Lives of Consequence
Rabbi Paul H. Levenson ’53
Growing up on Long Island, in Lawrence, N.Y., Rabbi Paul H. Levenson ’53 was, as he says, “actively Jewish” at Temple Israel, as were his parents. His mother was an officer in the temple’s Sisterhood. His father was on the temple board; served as treasurer, chair of the religious school and music committees.
Levenson, however, did not decide to become a rabbi until he came to Geneva.
“One of my classmates with a Jewish name told me that he was going to officially become an Episcopalian,” he says. “I was shocked. I never met anyone who had a Jewish name who was going to get baptized as a Christian of any kind. I spoke to him and he said he didn’t know anything about being Jewish.”
It was that experience that made Levenson “want to teach Jewish kids about being Jewish,” he says. “I’d had such a good experience, myself, that I wanted to share that.”
When Levenson graduated from Hobart in 1953, he attended Hebrew Union College (Reform) in Cincinnati, before traveling to study in Israel.
“In Israel I studied full time, every morning and many afternoons in a Yeshiva, an Orthodox day school for high school kids, who knew lots more than I did,” he says.
After a year studying at Yeshiva Kol Torah and Hebrew University in Jerusalem, he completed his rabbinic education in 1959 at Hebrew Union in New York City, which had joined with the Jewish Institute of Religion.
He went on to teach Jewish Studies for 10 years at Rockhurst College, a Catholic school in Kansas City, Mo. He later created many Jewish Studies courses and taught them as well when he served as Hillel Director at Northeastern University. He was a congregational rabbi for his other 30 years, plus 20 as a hospital chaplain including his latest, retirement years.

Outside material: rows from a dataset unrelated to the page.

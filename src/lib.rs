//! # kura
//!
//! A local-first catalog manager for tasting clubs.
//!
//! kura keeps a small set of structured records in a single durable
//! tabular file, records every mutation in an append-only audit trail,
//! ingests externally produced spreadsheets of unknown column layout into
//! the canonical schema, and ranks member names by usage frequency to bias
//! picklists.
//!
//! ## Architecture
//!
//! ```text
//! ┌──────────────┐   ┌─────────────┐   ┌──────────────┐
//! │ Spreadsheets │──▶│   Import    │──▶│   Catalog    │
//! │ (any layout) │   │  Pipeline   │   │ (one file)   │
//! └──────────────┘   └─────────────┘   └──────┬───────┘
//!                                             │
//!                        ┌────────────────────┼──────────────┐
//!                        ▼                    ▼              ▼
//!                  ┌──────────┐        ┌───────────┐  ┌───────────┐
//!                  │  Audit   │        │ Suggestion│  │    CLI    │
//!                  │   Log    │        │   Index   │  │  (kura)   │
//!                  └──────────┘        └───────────┘  └───────────┘
//! ```
//!
//! ## Quick Start
//!
//! ```bash
//! kura init                                   # create backing files
//! kura add --name Daybreak --member "Aya Sato"
//! kura import bottles.csv --dry-run           # preview the guessed mapping
//! kura import bottles.csv
//! kura session --id 3 --number 8              # approve into session 8
//! kura list                                   # grouped catalog view
//! kura audit                                  # change history
//! kura suggest                                # member names, most-used first
//! ```
//!
//! ## Modules
//!
//! | Module | Purpose |
//! |--------|---------|
//! | [`config`] | TOML configuration parsing |
//! | [`models`] | Canonical record shape and cell coercions |
//! | [`table`] | Header-row-first tabular file codec |
//! | [`store`] | Catalog load/save with schema reconciliation |
//! | [`audit`] | Append-only change history |
//! | [`import`] | Column-mapping spreadsheet ingestion |
//! | [`suggest`] | Frequency-ranked member-name index |
//! | [`entry`] | Add / session / delete commands |
//! | [`list`] | Catalog listing |

pub mod audit;
pub mod config;
pub mod entry;
pub mod import;
pub mod list;
pub mod models;
pub mod store;
pub mod suggest;
pub mod table;
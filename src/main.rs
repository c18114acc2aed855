//! # kura CLI
//!
//! The `kura` binary is the interface to the catalog. It provides commands
//! for initializing the backing files, registering and approving entries,
//! importing spreadsheets, and inspecting the audit trail.
//!
//! ## Usage
//!
//! ```bash
//! kura --config ./kura.toml <command>
//! ```
//!
//! ## Commands
//!
//! | Command | Description |
//! |---------|-------------|
//! | `kura init` | Create the catalog and audit files |
//! | `kura add` | Register a new entry (pending approval) |
//! | `kura list` | Show the catalog, grouped by session |
//! | `kura session` | Assign or clear session numbers |
//! | `kura delete` | Hard-delete records by id |
//! | `kura import <file>` | Ingest a spreadsheet of any column layout |
//! | `kura audit` | Print the change history |
//! | `kura suggest` | Member names ranked by usage |

use clap::{Parser, Subcommand};
use std::path::PathBuf;

use kura::{audit, config, entry, import, list, store, suggest};

/// kura — a local-first catalog manager for tasting clubs.
///
/// All commands accept a `--config` flag pointing to a TOML configuration
/// file. When the file is absent, built-in defaults apply and the backing
/// files live under `./data/`.
#[derive(Parser)]
#[command(
    name = "kura",
    about = "kura — a local-first catalog manager with audit history and spreadsheet import",
    version
)]
struct Cli {
    /// Path to configuration file (TOML). Optional; defaults apply when
    /// the file does not exist.
    #[arg(long, global = true, default_value = "./kura.toml")]
    config: PathBuf,

    /// Acting user recorded in the audit trail.
    #[arg(long, global = true, default_value = "-")]
    user: String,

    #[command(subcommand)]
    command: Commands,
}

/// Top-level CLI commands.
#[derive(Subcommand)]
enum Commands {
    /// Create the catalog and audit files.
    ///
    /// Both are created empty under the canonical header row. Idempotent:
    /// running it again leaves existing files alone.
    Init,

    /// Show the catalog.
    ///
    /// Records are grouped by session label by default, pending-approval
    /// entries first. Filters compare member names after normalization, so
    /// full-width and half-width spellings match.
    List {
        /// Print one flat table instead of session groups.
        #[arg(long)]
        flat: bool,

        /// Only show entries from this member.
        #[arg(long)]
        member: Option<String>,

        /// Only show one session ("8") or the pending group ("pending").
        #[arg(long)]
        session: Option<String>,

        /// Rewrite the catalog under the canonical schema and record a
        /// manual_save audit entry.
        #[arg(long)]
        resave: bool,
    },

    /// Register a new entry.
    ///
    /// The record gets the next id and no session, so it shows up in the
    /// pending-approval group until a session number is assigned.
    Add {
        /// Bottle name (required).
        #[arg(long)]
        name: String,

        /// Member who brought it (required).
        #[arg(long)]
        member: String,

        /// Producer, e.g. the brewery.
        #[arg(long)]
        producer: Option<String>,

        /// Region of origin.
        #[arg(long)]
        region: Option<String>,

        /// Style category, e.g. 純米吟醸.
        #[arg(long)]
        category: Option<String>,

        /// Polish ratio as a plain number, e.g. 60 or 55.5.
        #[arg(long)]
        polish_ratio: Option<String>,

        /// Free-form notes.
        #[arg(long)]
        notes: Option<String>,
    },

    /// Assign or clear session numbers on records.
    ///
    /// The number may be decorated: "8", "session 8", and "第8回" all
    /// store as "8". Clearing returns records to pending approval.
    Session {
        /// Record id(s) to update (repeatable).
        #[arg(long = "id", required = true)]
        ids: Vec<i64>,

        /// Session number to assign.
        #[arg(long)]
        number: Option<String>,

        /// Clear the session instead, returning records to pending.
        #[arg(long, conflicts_with = "number")]
        clear: bool,
    },

    /// Hard-delete records by id.
    ///
    /// Without `--yes` the targets are listed and nothing is written.
    /// Deletions are recorded in the audit trail with the full before
    /// state, so the history survives the record.
    Delete {
        /// Record id(s) to delete (repeatable).
        #[arg(long = "id", required = true)]
        ids: Vec<i64>,

        /// Actually delete; without this flag the command only previews.
        #[arg(long)]
        yes: bool,
    },

    /// Ingest a spreadsheet of unknown column layout.
    ///
    /// Source headers are matched to canonical fields by a synonym table
    /// (configurable in kura.toml); `--map` overrides any guess. The
    /// normalized set replaces the whole catalog.
    Import {
        /// Path to the source file (header-row-first CSV).
        file: PathBuf,

        /// Override a guessed mapping: `field=Column`. An empty column
        /// (`field=`) unmaps the field. Repeatable.
        #[arg(long = "map", value_parser = parse_key_val)]
        map: Vec<(String, String)>,

        /// Columns whose non-empty cells mark the style; the first marked
        /// column names the category. Defaults to the configured style
        /// candidates present in the source. Repeatable.
        #[arg(long = "style-col")]
        style_cols: Vec<String>,

        /// Show the guessed mapping and row count without writing.
        #[arg(long)]
        dry_run: bool,
    },

    /// Print the change history, oldest first.
    Audit {
        /// Only show the most recent N entries.
        #[arg(long)]
        limit: Option<usize>,
    },

    /// Print member names ranked by usage frequency.
    ///
    /// Seeds the frequency counter from the catalog the first time it
    /// runs on a fresh installation.
    Suggest,
}

/// Parse a `key=value` pair for `--map` arguments.
fn parse_key_val(s: &str) -> Result<(String, String), String> {
    let pos = s
        .find('=')
        .ok_or_else(|| format!("invalid FIELD=COLUMN: no '=' found in '{}'", s))?;
    Ok((s[..pos].to_string(), s[pos + 1..].to_string()))
}

fn main() -> anyhow::Result<()> {
    tracing_subscriber::fmt()
        .with_env_filter(
            tracing_subscriber::EnvFilter::from_default_env()
                .add_directive(tracing::Level::WARN.into()),
        )
        .with_writer(std::io::stderr)
        .init();

    let cli = Cli::parse();
    let cfg = config::load_config(&cli.config)?;

    match cli.command {
        Commands::Init => {
            store::CatalogStore::new(&cfg.files.catalog).ensure_exists()?;
            audit::AuditLog::new(&cfg.files.audit).ensure_exists()?;
            println!("Catalog initialized successfully.");
        }
        Commands::List {
            flat,
            member,
            session,
            resave,
        } => {
            list::run_list(
                &cfg,
                !flat,
                member.as_deref(),
                session.as_deref(),
                resave,
                &cli.user,
            )?;
        }
        Commands::Add {
            name,
            member,
            producer,
            region,
            category,
            polish_ratio,
            notes,
        } => {
            let new_entry = entry::NewEntry {
                name,
                member,
                producer,
                region,
                category,
                polish_ratio,
                notes,
            };
            entry::run_add(&cfg, &cli.user, &new_entry)?;
        }
        Commands::Session { ids, number, clear } => {
            entry::run_session(&cfg, &cli.user, &ids, number.as_deref(), clear)?;
        }
        Commands::Delete { ids, yes } => {
            entry::run_delete(&cfg, &cli.user, &ids, yes)?;
        }
        Commands::Import {
            file,
            map,
            style_cols,
            dry_run,
        } => {
            let style = if style_cols.is_empty() {
                None
            } else {
                Some(style_cols)
            };
            import::run_import(&cfg, &file, &map, style, dry_run)?;
        }
        Commands::Audit { limit } => {
            audit::run_audit(&cfg, limit)?;
        }
        Commands::Suggest => {
            suggest::run_suggest(&cfg)?;
        }
    }

    Ok(())
}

“In hospitals,” Levenson says, “Jewish patients need someone who understands their ‘Jewish culture’ far beyond a prayer to God for healing. Many American Jews, as well as those in Israel, came from Eastern Europe where Stalin and others Communists forbade any overt expression of Jewish religious life. Consequently they knew nothing or little of Jewish religious practices.” This was true, Levenson recalls, of the father of his friend whom he met at HWS back in the early 1950s.

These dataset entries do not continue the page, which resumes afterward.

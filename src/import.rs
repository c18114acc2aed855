//! Spreadsheet import pipeline.
//!
//! Converts an externally produced table of unknown column layout into the
//! canonical record shape: guess a column mapping from a synonym table,
//! let the caller override it, then project and coerce every row. The
//! whole normalized set replaces the catalog in one save.
//!
//! The synonym table is data, not code: the built-in lists can be
//! replaced per field from `kura.toml`, so header vocabularies specific to
//! one club's spreadsheets are configuration.

use anyhow::{bail, Context, Result};
use chrono::Utc;
use std::collections::BTreeMap;
use std::fs;
use std::path::Path;

use crate::config::Config;
use crate::models::{Record, CANONICAL_FIELDS};
use crate::store::CatalogStore;
use crate::table::{self, Table};

/// Mapping from canonical field name to the chosen source column.
/// An absent key means "no match".
pub type ColumnMapping = BTreeMap<String, String>;

/// Cell values treated as "not set" when scanning style columns.
const NEGATIVE_MARKS: &[&str] = &["", "0", "false", "×", "✕", "✖"];

/// Prioritized synonym lists per canonical field, in canonical field order.
#[derive(Debug, Clone)]
pub struct SynonymTable {
    entries: Vec<(String, Vec<String>)>,
}

impl SynonymTable {
    /// Built-in synonym lists covering the header vocabulary of the club
    /// spreadsheets this tool grew up around, plus the English fallbacks.
    pub fn defaults() -> Self {
        let table: &[(&str, &[&str])] = &[
            ("id", &["id", "番号", "no"]),
            ("name", &["銘柄", "商品名", "名称", "品名", "name"]),
            ("category", &["カテゴリ", "区分", "分類", "category"]),
            ("quantity", &["数量", "在庫", "qty", "quantity"]),
            ("updated_at", &["例会日時", "更新日", "updated_at"]),
            ("member", &["会員氏名", "氏名", "member"]),
            ("producer", &["蔵元", "メーカー", "酒造", "producer"]),
            ("region", &["地域", "都道府県", "region"]),
            ("polish_ratio", &["精米歩合", "歩合", "polish"]),
            ("notes", &["備考", "メモ", "notes"]),
            ("session", &["例会", "session"]),
            ("session_date", &["例会日時", "session_date"]),
        ];
        Self {
            entries: table
                .iter()
                .map(|(field, syns)| {
                    (
                        field.to_string(),
                        syns.iter().map(|s| s.to_string()).collect(),
                    )
                })
                .collect(),
        }
    }

    /// Defaults with per-field replacements from configuration.
    pub fn with_overrides(overrides: &BTreeMap<String, Vec<String>>) -> Self {
        let mut t = Self::defaults();
        for (field, syns) in overrides {
            if let Some(entry) = t.entries.iter_mut().find(|(f, _)| f == field) {
                entry.1 = syns.clone();
            }
        }
        t
    }

    fn synonyms_for(&self, field: &str) -> &[String] {
        self.entries
            .iter()
            .find(|(f, _)| f == field)
            .map(|(_, syns)| syns.as_slice())
            .unwrap_or(&[])
    }
}

/// Guess which source column feeds each canonical field.
///
/// For each field, source columns are scanned in order and the first whose
/// name contains any synonym (case-insensitive substring) wins. Fields
/// with no matching column are left out of the mapping. Deterministic:
/// the same header set always produces the same guess.
pub fn guess_mapping(columns: &[String], synonyms: &SynonymTable) -> ColumnMapping {
    let mut mapping = ColumnMapping::new();
    for field in CANONICAL_FIELDS {
        let syns = synonyms.synonyms_for(field);
        let hit = columns.iter().find(|col| {
            let lc = col.to_lowercase();
            syns.iter().any(|syn| lc.contains(&syn.to_lowercase()))
        });
        if let Some(col) = hit {
            mapping.insert(field.to_string(), col.clone());
        }
    }
    mapping
}

/// Project source rows into canonical records.
///
/// Each canonical field takes the mapped column's cell (absent mapping or
/// missing column yields the field's absent default). Coercions are total:
/// `quantity` becomes a non-negative integer (else 0), `updated_at` a
/// timestamp (else now). When no column maps to `category`, it is derived
/// per row from `style_columns`: the first style column whose cell is
/// non-empty and not a negative marker lends its own name as the category.
pub fn normalize(source: &Table, mapping: &ColumnMapping, style_columns: &[String]) -> Vec<Record> {
    let now = Utc::now();
    source
        .rows
        .iter()
        .map(|row| {
            let mut rec = Record::default();
            for field in CANONICAL_FIELDS {
                if let Some(col) = mapping.get(*field) {
                    if let Some(cell) = source.value(row, col) {
                        rec.set(field, cell);
                    }
                }
            }
            if rec.updated_at.is_none() {
                rec.updated_at = Some(now);
            }
            if !mapping.contains_key("category") {
                rec.category = pick_style(source, row, style_columns);
            }
            rec
        })
        .collect()
}

/// First style column whose cell holds a real value, by column list order.
fn pick_style(source: &Table, row: &[String], style_columns: &[String]) -> Option<String> {
    for col in style_columns {
        if let Some(cell) = source.value(row, col) {
            let v = cell.trim();
            if !NEGATIVE_MARKS.iter().any(|m| v.eq_ignore_ascii_case(m)) {
                return Some(col.clone());
            }
        }
    }
    None
}

/// Run a full import: read the source file, guess the mapping, apply the
/// caller's overrides, normalize, and replace the catalog.
///
/// `overrides` are `field=Column` pairs; an empty column unmaps the field.
/// `style_columns`, when not given, defaults to the configured style
/// candidates that actually appear in the source header.
pub fn run_import(
    config: &Config,
    path: &Path,
    overrides: &[(String, String)],
    style_columns: Option<Vec<String>>,
    dry_run: bool,
) -> Result<()> {
    let text = fs::read_to_string(path)
        .with_context(|| format!("Failed to read import file: {}", path.display()))?;
    let source = table::parse(&text)
        .with_context(|| format!("Failed to parse import file: {}", path.display()))?;

    let synonyms = SynonymTable::with_overrides(&config.import.synonyms);
    let mut mapping = guess_mapping(&source.headers, &synonyms);

    for (field, column) in overrides {
        if !CANONICAL_FIELDS.contains(&field.as_str()) {
            bail!(
                "Unknown field in --map: '{}'. Must be one of: {}",
                field,
                CANONICAL_FIELDS.join(", ")
            );
        }
        if column.is_empty() {
            mapping.remove(field);
        } else {
            mapping.insert(field.clone(), column.clone());
        }
    }

    let style_columns = style_columns.unwrap_or_else(|| {
        config
            .import
            .style_candidates
            .iter()
            .filter(|c| source.column(c).is_some())
            .cloned()
            .collect()
    });

    println!("import {}", path.display());
    println!("  source columns: {}", source.headers.len());
    for field in CANONICAL_FIELDS {
        match mapping.get(*field) {
            Some(col) => println!("  {:<14} <- {}", field, col),
            None => println!("  {:<14} <- (no match)", field),
        }
    }
    if !mapping.contains_key("category") && !style_columns.is_empty() {
        println!("  category via style columns: {}", style_columns.join(", "));
    }

    if dry_run {
        println!("  rows found: {} (dry-run, nothing written)", source.rows.len());
        return Ok(());
    }

    let records = normalize(&source, &mapping, &style_columns);
    let store = CatalogStore::new(&config.files.catalog);
    store.save(&records)?;

    println!("  records written: {}", records.len());
    println!("ok");
    Ok(())
}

Levenson is now Rabbi Emeritus at Temple Chayai Shalom in Easton, Mass., in addition to his continuing as Jewish Chaplain in two of Boston’s biggest hospitals, caring for infirmed and dying persons, Jews and non-Jews alike.
His involvement in the community has grown and developed over the years, from a member of research committees for hospitals and medical schools, to his activism for fair housing practices, the advancement of the state of Israel and civil rights. In the 1960s, Levenson took part in civil rights demonstrations and was present at the National Mall to hear Dr. Martin Luther King Jr.’s “I Have a Dream” speech. In the late 1980s, he marched on Washington with Elie Wiesel and Natan Sharansky and 250,000 other people in support of the rights of Soviet Jews to emigrate from their autocratic country.
Of service to others, Levenson says, “As you can tell from my brief ‘bio,’ I took up challenges and went wherever my Rabbinic colleagues and I were needed.”
For Levenson, it’s the tradition of Judaism that provides that connection to the community. He and his wife, who died this year, and their four children and five grandchildren have always been very active in the overall Jewish community wherever they lived.
“I’m very traditional in my outlook on life, and in every other way, because I know what was done in times past,” Levenson says, and has tried to reincorporate traditional aspects of the Jewish experience into his teachings and into his passion for songwriting (see www.rablev.com).
“The traditional Sabbath, lighting of the Shabbat candles, going to synagogue Friday night -- in my own congregation we did even more than that,” he says. “We sang many traditional songs and Israeli songs. Why? Because they’re a fun, important, memorable, and authentic part of the ongoing, existential Jewish experience.”